Categories:

Aggregate functions (Percentile Estimation) , Window function syntax and usage

APPROX_PERCENTILE_ACCUMULATE

Returns the internal representation of the t-Digest state (as a JSON object) at the end of aggregation. (For more information about t-Digest, see: Estimating Percentile Values.)

The function APPROX_PERCENTILE discards this internal, intermediate state when the final percentile estimate is returned. However, in certain advanced use cases, such as estimating incremental percentile during bulk loading, you may wish to keep the intermediate state, in which case you would use APPROX_PERCENTILE_ACCUMULATE instead of APPROX_PERCENTILE.

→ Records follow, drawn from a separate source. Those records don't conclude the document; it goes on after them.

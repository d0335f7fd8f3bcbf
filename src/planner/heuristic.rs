//! # Heuristic Query Planner
//!
//! Builds a left-deep plan for a [`QueryData`] with two greedy rules:
//!
//! 1. Start with the table whose selection plan outputs the fewest records.
//! 2. Repeatedly add the table whose join with the current plan outputs the
//!    fewest records. When no remaining table joins with the current plan,
//!    add the one whose cross product outputs the fewest records.
//!
//! Ties go to the table listed first. The joined plan is then grouped and
//! projected, and finally sorted:
//!
//! ```text
//! Sort(order or every projected field ascending, distinct)
//!   └─ Project(select fields)
//!        └─ GroupBy(group fields, aggregates)     only with aggregates
//!             └─ left-deep join tree
//! ```
//!
//! Only estimates are compared; nothing is opened while planning.

use super::{QueryData, TablePlanner};
use crate::materialize::{GroupByPlan, OrderData, SortPlan};
use crate::query::{PlanRef, ProjectPlan};
use crate::storage::{Catalog, Transaction};
use eyre::{eyre, Result, WrapErr};
use std::sync::Arc;
use tracing::debug;

/// A finished plan together with the order in which tables were joined.
pub struct PlannedQuery {
    pub plan: PlanRef,
    pub join_order: Vec<String>,
}

pub struct HeuristicQueryPlanner {
    catalog: Catalog,
}

impl HeuristicQueryPlanner {
    pub fn new(catalog: &Catalog) -> Self {
        Self {
            catalog: catalog.clone(),
        }
    }

    pub fn create_plan(&self, data: &QueryData, tx: &Transaction) -> Result<PlannedQuery> {
        data.validate()?;

        let mut planners = data
            .tables()
            .iter()
            .map(|t| TablePlanner::new(&self.catalog, tx, t, data.predicate()))
            .collect::<Result<Vec<_>>>()?;

        let mut join_order = Vec::with_capacity(planners.len());
        let (first, mut current) = lowest_select_plan(&planners)?;
        join_order.push(planners.remove(first).table_name().to_string());
        debug!(table = %join_order[0], records = current.records_output(), "planner: first table");

        while !planners.is_empty() {
            let (index, plan, how) = match lowest_join_plan(&planners, &current)? {
                Some((index, plan)) => (index, plan, "join"),
                None => {
                    let (index, plan) = lowest_product_plan(&planners, &current)?;
                    (index, plan, "product")
                }
            };
            let table = planners.remove(index).table_name().to_string();
            debug!(%table, how, records = plan.records_output(), "planner: added table");
            join_order.push(table);
            current = plan;
        }

        let aggregates = data.aggregates();
        if !data.group_fields().is_empty() || !aggregates.is_empty() {
            current = Arc::new(GroupByPlan::new(
                tx,
                current,
                data.group_fields().to_vec(),
                aggregates,
            )?);
        }
        let projected: PlanRef = Arc::new(
            ProjectPlan::new(current, data.fields()).wrap_err_with(|| format!("planning {}", data))?,
        );

        let order = match data.order() {
            Some(order) => order.clone(),
            None => OrderData::ascending(data.fields().iter().cloned()),
        };
        let plan: PlanRef = Arc::new(SortPlan::with_distinct(
            tx,
            projected,
            order,
            data.is_distinct(),
        )?);

        Ok(PlannedQuery { plan, join_order })
    }
}

/// Index of the smallest candidate; the earliest wins ties.
fn lowest(candidates: impl Iterator<Item = (usize, PlanRef)>) -> Option<(usize, PlanRef)> {
    let mut best: Option<(usize, PlanRef)> = None;
    for (i, plan) in candidates {
        let better = match &best {
            Some((_, b)) => plan.records_output() < b.records_output(),
            None => true,
        };
        if better {
            best = Some((i, plan));
        }
    }
    best
}

fn lowest_select_plan(planners: &[TablePlanner]) -> Result<(usize, PlanRef)> {
    let candidates = planners
        .iter()
        .enumerate()
        .map(|(i, tp)| (i, tp.make_select_plan()));
    lowest(candidates).ok_or_else(|| eyre!("no tables to plan"))
}

fn lowest_join_plan(
    planners: &[TablePlanner],
    current: &PlanRef,
) -> Result<Option<(usize, PlanRef)>> {
    let mut candidates = Vec::new();
    for (i, tp) in planners.iter().enumerate() {
        if let Some(plan) = tp.make_join_plan(current)? {
            candidates.push((i, plan));
        }
    }
    Ok(lowest(candidates.into_iter()))
}

fn lowest_product_plan(planners: &[TablePlanner], current: &PlanRef) -> Result<(usize, PlanRef)> {
    let candidates = planners
        .iter()
        .enumerate()
        .map(|(i, tp)| (i, tp.make_product_plan(current)));
    lowest(candidates).ok_or_else(|| eyre!("no tables left to join"))
}

#[cfg(test)]
mod tests {
    use super::*;
    use crate::query::{collect_rows, Expression, Predicate, Term};
    use crate::test_util::{int_table, ints};

    #[test]
    fn smallest_table_is_chosen_first() {
        let tx = Transaction::default();
        let catalog = Catalog::new();
        let a: Vec<Vec<i64>> = (0..10).map(|i| vec![i]).collect();
        let b: Vec<Vec<i64>> = (0..100).map(|i| vec![i % 10, i]).collect();
        let a_refs: Vec<&[i64]> = a.iter().map(|r| r.as_slice()).collect();
        let b_refs: Vec<&[i64]> = b.iter().map(|r| r.as_slice()).collect();
        int_table(&catalog, &tx, "a", &["ak"], &a_refs);
        int_table(&catalog, &tx, "b", &["bk", "bv"], &b_refs);
        int_table(&catalog, &tx, "c", &["ck"], &[&[3]]);

        let pred = Predicate::from_term(Term::equality(Expression::field("ak"), Expression::field("bk")))
            .with_term(Term::equality(Expression::field("ak"), Expression::field("ck")));
        let data = QueryData::new(["bv"], ["a", "b", "c"]).with_predicate(pred);
        let planned = HeuristicQueryPlanner::new(&catalog).create_plan(&data, &tx).unwrap();

        assert_eq!(planned.join_order, vec!["c", "a", "b"]);
        let rows = collect_rows(&mut planned.plan.open().unwrap(), &["bv"]).unwrap();
        let expected: Vec<Vec<i64>> = (0..10).map(|i| vec![3 + 10 * i]).collect();
        assert_eq!(ints(rows), expected);
    }

    #[test]
    fn unknown_table_is_reported() {
        let tx = Transaction::default();
        let catalog = Catalog::new();
        let data = QueryData::new(["x"], ["ghost"]);
        assert!(HeuristicQueryPlanner::new(&catalog).create_plan(&data, &tx).is_err());
    }
}
//! Operator Benchmarks
//!
//! Benchmarks for the materializing operators:
//! - External merge sort, with and without distinct
//! - Equijoin algorithms (hash, nested loop, merge) on the same inputs
//!
//! ## Running Benchmarks
//!
//! ```bash
//! cargo bench --bench operators
//! ```

use criterion::{black_box, criterion_group, criterion_main, BenchmarkId, Criterion, Throughput};
use relq::materialize::{HashJoinPlan, MergeJoinPlan, NestedJoinPlan, OrderData, SortPlan};
use relq::query::{Plan, PlanRef, TablePlan};
use relq::storage::{Catalog, Transaction};
use relq::types::{Constant, Schema};
use std::sync::Arc;

fn int_table(catalog: &Catalog, tx: &Transaction, name: &str, key: &str, rows: usize, modulo: i64) -> PlanRef {
    catalog
        .create_table(tx, name, Schema::new().with_int(key).with_int(format!("{}val", key)))
        .unwrap();
    for i in 0..rows as i64 {
        let k = (i * 7919) % modulo;
        catalog
            .insert_row(name, &[Constant::from(k), Constant::from(i)])
            .unwrap();
    }
    Arc::new(TablePlan::new(catalog, name).unwrap())
}

fn drain(plan: &dyn Plan) -> usize {
    let mut scan = plan.open().unwrap();
    let mut count = 0;
    while scan.next().unwrap() {
        count += 1;
    }
    scan.close().unwrap();
    count
}

fn bench_sort(c: &mut Criterion) {
    let mut group = c.benchmark_group("sort");

    for rows in [1_000usize, 10_000] {
        let tx = Transaction::default();
        let catalog = Catalog::new();
        let input = int_table(&catalog, &tx, "t", "k", rows, 997);
        group.throughput(Throughput::Elements(rows as u64));

        let plan = SortPlan::new(&tx, Arc::clone(&input), OrderData::new().asc("k")).unwrap();
        group.bench_with_input(BenchmarkId::new("order_by", rows), &plan, |b, plan| {
            b.iter(|| black_box(drain(plan)));
        });

        let plan =
            SortPlan::with_distinct(&tx, Arc::clone(&input), OrderData::new().asc("k"), true)
                .unwrap();
        group.bench_with_input(BenchmarkId::new("distinct", rows), &plan, |b, plan| {
            b.iter(|| black_box(drain(plan)));
        });
    }

    group.finish();
}

fn bench_joins(c: &mut Criterion) {
    let mut group = c.benchmark_group("equijoin");
    group.sample_size(20);

    for rows in [200usize, 1_000] {
        let tx = Transaction::default();
        let catalog = Catalog::new();
        let left = int_table(&catalog, &tx, "l", "lk", rows, rows as i64 / 2);
        let right = int_table(&catalog, &tx, "r", "rk", rows, rows as i64 / 2);
        group.throughput(Throughput::Elements(rows as u64));

        let hash = HashJoinPlan::new(&tx, Arc::clone(&left), Arc::clone(&right), "lk", "rk").unwrap();
        group.bench_with_input(BenchmarkId::new("hash", rows), &hash, |b, plan| {
            b.iter(|| black_box(drain(plan)));
        });

        let nested = NestedJoinPlan::new(Arc::clone(&left), Arc::clone(&right), "lk", "rk").unwrap();
        group.bench_with_input(BenchmarkId::new("nested_loop", rows), &nested, |b, plan| {
            b.iter(|| black_box(drain(plan)));
        });

        let merge = MergeJoinPlan::new(&tx, left, right, "lk", "rk").unwrap();
        group.bench_with_input(BenchmarkId::new("merge", rows), &merge, |b, plan| {
            b.iter(|| black_box(drain(plan)));
        });
    }

    group.finish();
}

criterion_group!(benches, bench_sort, bench_joins);
criterion_main!(benches);
//! # Record Schema
//!
//! A [`Schema`] is the ordered list of typed fields a plan produces. Lookups
//! are by name; the order is what projections and copies iterate over.
//! Field names are unique: adding a name that is already present keeps the
//! first definition, which gives join schemas union semantics.
//!
//! The schema also knows its slot size, which the cost model uses to convert
//! record counts into block counts:
//!
//! ```text
//! slot = RECORD_FLAG_SIZE + Σ field_size
//! field_size(Int)    = INT_FIELD_SIZE
//! field_size(Str(n)) = STR_LENGTH_PREFIX + n
//! ```

use crate::config::{INT_FIELD_SIZE, RECORD_FLAG_SIZE, STR_LENGTH_PREFIX};
use crate::error::QueryError;
use crate::types::Constant;
use eyre::Result;

#[derive(Debug, Clone, Copy, PartialEq, Eq, Hash)]
pub enum FieldType {
    Int,
    Str(usize),
}

impl FieldType {
    pub fn byte_size(&self) -> usize {
        match self {
            FieldType::Int => INT_FIELD_SIZE,
            FieldType::Str(max_len) => STR_LENGTH_PREFIX + max_len,
        }
    }

    pub fn same_kind(&self, other: &FieldType) -> bool {
        matches!(
            (self, other),
            (FieldType::Int, FieldType::Int) | (FieldType::Str(_), FieldType::Str(_))
        )
    }

    pub fn kind(&self) -> &'static str {
        match self {
            FieldType::Int => "int",
            FieldType::Str(_) => "varchar",
        }
    }
}

#[derive(Debug, Clone, PartialEq, Eq, Default)]
pub struct Schema {
    fields: Vec<(String, FieldType)>,
}

impl Schema {
    pub fn new() -> Self {
        Self::default()
    }

    pub fn with_int(mut self, name: impl Into<String>) -> Self {
        self.add_field(name, FieldType::Int);
        self
    }

    pub fn with_string(mut self, name: impl Into<String>, max_len: usize) -> Self {
        self.add_field(name, FieldType::Str(max_len));
        self
    }

    pub fn add_field(&mut self, name: impl Into<String>, field_type: FieldType) {
        let name = name.into();
        if !self.has_field(&name) {
            self.fields.push((name, field_type));
        }
    }

    /// Copies one field definition from `other`.
    pub fn add(&mut self, name: &str, other: &Schema) -> Result<()> {
        let field_type = other.field_type(name)?;
        self.add_field(name, field_type);
        Ok(())
    }

    pub fn add_all(&mut self, other: &Schema) {
        for (name, field_type) in &other.fields {
            self.add_field(name.clone(), *field_type);
        }
    }

    pub fn has_field(&self, name: &str) -> bool {
        self.fields.iter().any(|(n, _)| n == name)
    }

    pub fn field_type(&self, name: &str) -> Result<FieldType> {
        self.fields
            .iter()
            .find(|(n, _)| n == name)
            .map(|(_, t)| *t)
            .ok_or_else(|| {
                QueryError::FieldNotFound {
                    field: name.to_string(),
                }
                .into()
            })
    }

    pub fn fields(&self) -> impl Iterator<Item = &str> {
        self.fields.iter().map(|(n, _)| n.as_str())
    }

    pub fn field_names(&self) -> Vec<String> {
        self.fields.iter().map(|(n, _)| n.clone()).collect()
    }

    pub fn index_of(&self, name: &str) -> Option<usize> {
        self.fields.iter().position(|(n, _)| n == name)
    }

    pub fn len(&self) -> usize {
        self.fields.len()
    }

    pub fn is_empty(&self) -> bool {
        self.fields.is_empty()
    }

    pub fn slot_size(&self) -> usize {
        RECORD_FLAG_SIZE
            + self
                .fields
                .iter()
                .map(|(_, t)| t.byte_size())
                .sum::<usize>()
    }

    /// Verifies that `value` may be stored in `field`.
    pub fn check_value(&self, field: &str, value: &Constant) -> Result<()> {
        match (self.field_type(field)?, value) {
            (FieldType::Int, Constant::Int(_)) => Ok(()),
            (FieldType::Str(max_len), Constant::Str(s)) => {
                let len = s.chars().count();
                if len > max_len {
                    return Err(QueryError::ValueTooLong {
                        field: field.to_string(),
                        max_len,
                        len,
                    }
                    .into());
                }
                Ok(())
            }
            (field_type, value) => Err(QueryError::TypeMismatch {
                left: field_type.kind(),
                right: value.kind(),
            }
            .into()),
        }
    }
}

APPROX_PERCENTILE_ACCUMULATE does not return a percentile value. Instead, it returns the algorithm state itself. The intermediate state can later be:

  • Combined (i.e. merged) with other intermediate states from separate but related batches of data.

  • Processed by other functions that operate directly on the intermediate state, for example, APPROX_PERCENTILE_ESTIMATE. (For an example, see the Examples section below.)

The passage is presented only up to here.